Task details:
Which lines in the data below contain the word "note"? Pull each of them out.

☆ ☆ ☆ ☆ ☆

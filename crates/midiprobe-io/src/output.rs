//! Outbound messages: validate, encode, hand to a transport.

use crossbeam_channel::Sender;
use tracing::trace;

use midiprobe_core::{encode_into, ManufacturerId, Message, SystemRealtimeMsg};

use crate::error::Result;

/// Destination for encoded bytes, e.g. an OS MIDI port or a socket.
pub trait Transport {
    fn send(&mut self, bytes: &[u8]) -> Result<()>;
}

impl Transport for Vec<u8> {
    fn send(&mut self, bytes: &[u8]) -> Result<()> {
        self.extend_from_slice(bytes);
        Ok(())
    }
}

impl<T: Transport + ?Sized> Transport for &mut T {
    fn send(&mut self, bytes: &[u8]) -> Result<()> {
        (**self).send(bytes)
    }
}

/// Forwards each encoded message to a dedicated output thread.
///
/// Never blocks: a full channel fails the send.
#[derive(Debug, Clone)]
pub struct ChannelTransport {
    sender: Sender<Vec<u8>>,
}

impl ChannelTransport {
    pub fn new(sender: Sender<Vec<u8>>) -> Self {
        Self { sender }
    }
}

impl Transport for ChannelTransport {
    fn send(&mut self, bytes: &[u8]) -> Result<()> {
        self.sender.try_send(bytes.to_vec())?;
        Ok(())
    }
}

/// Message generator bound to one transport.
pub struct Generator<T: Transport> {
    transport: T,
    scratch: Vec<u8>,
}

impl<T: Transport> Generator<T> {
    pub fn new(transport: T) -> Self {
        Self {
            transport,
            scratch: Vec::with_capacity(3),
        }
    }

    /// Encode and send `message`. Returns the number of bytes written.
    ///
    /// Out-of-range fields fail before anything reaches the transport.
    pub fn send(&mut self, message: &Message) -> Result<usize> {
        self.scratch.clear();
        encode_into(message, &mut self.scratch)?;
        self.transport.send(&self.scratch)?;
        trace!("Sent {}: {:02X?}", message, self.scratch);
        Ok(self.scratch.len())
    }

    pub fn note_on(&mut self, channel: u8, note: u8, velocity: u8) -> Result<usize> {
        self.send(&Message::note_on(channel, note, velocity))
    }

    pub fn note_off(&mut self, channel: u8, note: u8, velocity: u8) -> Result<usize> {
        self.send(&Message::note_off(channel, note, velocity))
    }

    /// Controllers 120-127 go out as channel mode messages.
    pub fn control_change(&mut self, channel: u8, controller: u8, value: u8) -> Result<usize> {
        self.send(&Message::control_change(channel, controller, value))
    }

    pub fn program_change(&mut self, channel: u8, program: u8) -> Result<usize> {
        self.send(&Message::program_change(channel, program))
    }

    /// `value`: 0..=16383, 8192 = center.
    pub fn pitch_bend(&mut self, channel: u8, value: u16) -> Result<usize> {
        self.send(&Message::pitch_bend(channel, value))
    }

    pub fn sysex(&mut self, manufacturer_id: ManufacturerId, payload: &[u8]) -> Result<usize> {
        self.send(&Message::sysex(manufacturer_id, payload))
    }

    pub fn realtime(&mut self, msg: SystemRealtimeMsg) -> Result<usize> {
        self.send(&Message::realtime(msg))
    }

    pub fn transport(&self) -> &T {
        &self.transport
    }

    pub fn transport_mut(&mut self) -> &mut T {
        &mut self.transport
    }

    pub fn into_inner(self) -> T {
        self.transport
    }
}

☆ ☆ ☆ ☆ ☆

Completed exercise:
    pub fn note_on(&mut self, channel: u8, note: u8, velocity: u8) -> Result<usize> {
        self.send(&Message::note_on(channel, note, velocity))
    pub fn note_off(&mut self, channel: u8, note: u8, velocity: u8) -> Result<usize> {
        self.send(&Message::note_off(channel, note, velocity))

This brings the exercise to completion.